Shin Hyun-Young, Kang Hee-Taik, Lee Jae Woo, Lim Hyoung-Ji
Department of Family Medicine, Myongji Hospital, Goyang, Korea.
Department of Epidemiology and Health Promotion and Institute for Health Promotion, Yonsei University Graduate School of Public Health, Seoul, Korea.
Korean J Fam Med. 2018 Mar;39(2):114-121. doi: 10.4082/kjfm.2018.39.2.114. Epub 2018 Mar 22.
We investigated the association between socioeconomic status and adherence to health check-ups in a Korean population aged 40 years or older.
This cross-sectional study included 12,311 participants who participated in the 2010-2012 Korean National Health and Nutrition Examination Survey.
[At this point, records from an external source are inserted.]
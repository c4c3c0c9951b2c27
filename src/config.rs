//! 服务发现配置
//!
//! 配置由应用属性绑定为普通结构体后传入，绑定机制本身不在本 crate 范围内。

use serde::{Deserialize, Serialize};

/// 默认刷新间隔（秒）
pub const DEFAULT_REFRESH_INTERVAL_SECS: u64 = 30;

/// 服务发现配置
#[derive(Debug, Clone, Serialize, Deserialize)]
#[serde(default)]
pub struct DiscoveryConfig {
    /// DNS 服务器地址覆盖（"host:port" 或 "host"，缺省端口 53）
    ///
    /// 设置后查询直接发往该服务器，否则使用系统解析器。
    pub dns_server: Option<String>,

    /// 查询目标域名模板，`{service}` 占位符替换为逻辑服务名
    pub name_template: String,

    /// SRV service 标签（如 "http"）
    ///
    /// 与 `srv_proto` 同时设置时，实际查询名为
    /// `_<service>._<proto>.<渲染后的目标>`，否则直接查询渲染后的目标。
    pub srv_service: Option<String>,

    /// SRV proto 标签（如 "tcp"）
    pub srv_proto: Option<String>,

    /// 刷新间隔（秒）
    pub refresh_interval: u64,

    /// SRV 查询无可用记录或失败时，是否降级为单个 FQDN 实例
    pub fallback_to_fqdn: bool,

    /// 是否输出每个刷新周期的详细日志
    pub verbose: bool,
}

impl Default for DiscoveryConfig {
    fn default() -> Self {
        Self {
            dns_server: None,
            name_template: "{service}".to_string(),
            srv_service: None,
            srv_proto: None,
            refresh_interval: DEFAULT_REFRESH_INTERVAL_SECS,
            fallback_to_fqdn: true,
            verbose: false,
        }
    }
}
Self-reported questionnaires were used to assess each participant's socioeconomic status (household income, occupation, and education) and adherence to health check-ups.
Men with a higher income (highest vs. lowest: odds ratio [OR], 1.799; 95% confidence interval [CI], 1.296-2.497) and men with a higher education level (≥12 vs. <6 years: OR, 1.488; 95% CI, 1.078-2.054) and office workers compared with manual workers (men: OR, 1.431; 95% CI, 1.077-1.902; women: OR, 1.783; 95% CI, 1.256-2.532) appeared to undergo more health check-ups. In particular, men and women with a higher income and education appeared more likely to undergo opportunistic health check-ups (men: highest vs. lowest income: OR, 2.380; 95% CI, 1.218-4.653; ≥12 vs. <6 years education: OR, 2.121; 95% CI, 1.142-3.936; women: highest vs. lowest income: OR, 4.042; 95% CI, 2.239-7.297; ≥12 vs. <6 years education: OR, 2.475; 95% CI, 1.283-4.775).
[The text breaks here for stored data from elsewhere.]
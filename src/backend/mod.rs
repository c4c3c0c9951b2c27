//! 解析后端抽象和实现

pub mod dns;

use async_trait::async_trait;

use crate::error::Result;
use crate::instance::Instance;

/// 解析后端 trait
///
/// 给定逻辑服务名，执行一次解析尝试并返回实例列表。实现必须每次调用
/// 无状态（只持有静态配置），由上层的 Instancer 负责缓存、调度和重试。
/// 注意：由于需要动态分发（dyn），使用 async-trait。
#[async_trait]
pub trait ResolverBackend: Send + Sync {
    /// 执行一次解析
    ///
    /// # 参数
    /// * `service_name` - 逻辑服务名
    ///
    /// # 返回
    /// 返回实例列表（保持后端顺序）；瞬时失败返回 `DiscoveryError::Resolve`，
    /// 由调用方的过期策略决定消费者看到什么。
    async fn resolve(&self, service_name: &str) -> Result<Vec<Instance>>;
}
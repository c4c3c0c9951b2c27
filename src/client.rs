//! 按服务名注册表
//!
//! 进程（或一个逻辑发现域）创建一个 [`Client`]，按服务名惰性构造并
//! 记忆化实例发现器，持有它们的生命周期直到显式 [`close`](Client::close)。
//! 不使用进程级单例：依赖显式注入、显式传递，避免跨测试的隐藏状态。

use std::collections::HashMap;
use std::sync::Arc;
use std::sync::atomic::{AtomicBool, Ordering};
use std::time::Duration;

use tokio::sync::Mutex;
use tokio_util::sync::CancellationToken;

use crate::backend::ResolverBackend;
use crate::backend::dns::DnsSrvBackend;
use crate::config::DiscoveryConfig;
use crate::error::{DiscoveryError, Result};
use crate::instancer::Instancer;

/// 后端构造器
///
/// 在注册表首次遇到一个服务名时调用。注入点同时服务于测试替身和
/// consul 等兄弟后端。
pub type BackendFactory = dyn Fn(&str) -> Result<Arc<dyn ResolverBackend>> + Send + Sync;

/// 服务发现客户端（注册表）
///
/// 同一个服务名在客户端生命周期内至多对应一个发现器。
pub struct Client {
    config: DiscoveryConfig,
    factory: Box<BackendFactory>,
    instancers: Mutex<HashMap<String, Arc<Instancer>>>,
    closed: AtomicBool,
    cancel: CancellationToken,
}

impl Client {
    /// 创建 DNS SRV 后端的客户端
    pub fn new(config: DiscoveryConfig) -> Self {
        let backend_config = config.clone();
        Self::with_backend_factory(config, move |_service_name| {
            Ok(Arc::new(DnsSrvBackend::new(&backend_config)?) as Arc<dyn ResolverBackend>)
        })
    }

    /// 使用自定义后端构造器创建客户端
    pub fn with_backend_factory<F>(config: DiscoveryConfig, factory: F) -> Self
    where
        F: Fn(&str) -> Result<Arc<dyn ResolverBackend>> + Send + Sync + 'static,
    {
        Self {
            config,
            factory: Box::new(factory),
            instancers: Mutex::new(HashMap::new()),
            closed: AtomicBool::new(false),
            cancel: CancellationToken::new(),
        }
    }

    /// 获取（或创建）服务名对应的实例发现器
    ///
    /// 同一个服务名的两次调用返回同一个发现器。后端构造失败（如模板
    /// 无效）时错误直接返回且该服务名不被注册，下次调用允许重试。
    /// 构造不触网，持锁期间只做配置与任务启动。
    pub async fn instancer(&self, service_name: &str) -> Result<Arc<Instancer>> {
        if service_name.is_empty() {
            return Err(DiscoveryError::EmptyServiceName);
        }
        if self.closed.load(Ordering::SeqCst) {
            return Err(DiscoveryError::ClientClosed);
        }

        let mut instancers = self.instancers.lock().await;
        if let Some(existing) = instancers.get(service_name) {
            return Ok(existing.clone());
        }

        let backend = (self.factory)(service_name)?;
        let instancer = Instancer::start(
            service_name,
            backend,
            Duration::from_secs(self.config.refresh_interval),
            &self.cancel,
            self.config.verbose,
        );
        instancers.insert(service_name.to_string(), instancer.clone());
        tracing::info!(service = service_name, "instancer created");

        Ok(instancer)
    }

    /// 客户端的根取消令牌
    ///
    /// 所有发现器的后台任务都挂在它的子令牌下；用于关联日志/追踪或
    /// 整体取消，不用于控制单个发现器。
    pub fn cancellation_token(&self) -> CancellationToken {
        self.cancel.clone()
    }

    /// 客户端配置
    pub fn config(&self) -> &DiscoveryConfig {
        &self.config
    }

    /// 关闭客户端
    ///
    /// 幂等。对每个已注册的发现器恰好调用一次 stop，之后
    /// [`instancer`](Client::instancer) 返回 `ClientClosed`。
    pub async fn close(&self) {
        if self.closed.swap(true, Ordering::SeqCst) {
            return;
        }

        let instancers = self.instancers.lock().await;
        for instancer in instancers.values() {
            instancer.stop();
        }
        self.cancel.cancel();
        tracing::debug!(instancers = instancers.len(), "discovery client closed");
    }

    /// 是否已关闭
    pub fn is_closed(&self) -> bool {
        self.closed.load(Ordering::SeqCst)
    }
}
A higher socioeconomic status was associated with a higher rate of participation in health check-ups. More efforts are needed to identify the factors associated with disparity in adherence to health check-ups.
我们调查了韩国40岁及以上人群的社会经济地位与健康检查依从性之间的关联。
这项横断面研究纳入了12311名参与2010 - 2012年韩国国民健康与营养检查调查的参与者。使用自我报告问卷来评估每位参与者的社会经济地位(家庭收入、职业和教育程度)以及健康检查依从性。
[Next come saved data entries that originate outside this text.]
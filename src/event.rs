//! 实例变更事件
//!
//! 推送式事件通道接口，用于与期望 push 风格实例变更流的外部负载均衡
//! 客户端集成。事件是回调机制之上的适配层，不参与核心缓存逻辑。

use crate::error::DiscoveryError;
use crate::instance::Instance;

/// 实例集合变更事件
///
/// 每当一个刷新周期改变了实例 ID 集合时，向所有已注册的通道发送一份。
#[derive(Debug, Clone)]
pub struct Event {
    /// 逻辑服务名
    pub service: String,

    /// 变更后的完整实例列表
    pub instances: Vec<Instance>,

    /// 本周期的解析错误（如有）
    pub err: Option<DiscoveryError>,
}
收入较高的男性(最高收入组与最低收入组:比值比[OR],1.799;95%置信区间[CI],1.296 - 2.497)、教育程度较高的男性(≥12年与<6年:OR,1.488;95% CI,1.078 - 2.054)以及与体力劳动者相比的办公室职员(男性:OR,1.431;95% CI,1.077 - 1.902;女性:OR,1.783;95% CI,1.256 - 2.532)似乎进行了更多的健康检查。特别是,收入和教育程度较高的男性和女性似乎更有可能进行机会性健康检查(男性:最高收入与最低收入:OR,2.380;95% CI,1.218 - 4.653;≥12年与<6年教育:OR,2.121;95% CI,1.142 - 3.936;女性:最高收入与最低收入:OR,4.042;95% CI,2.239 - 7.297;≥12年与<6年教育:OR,2.475;95% CI,1.283 - 4.775)。
较高的社会经济地位与更高的健康检查参与率相关。需要做出更多努力来确定与健康检查依从性差异相关的因素。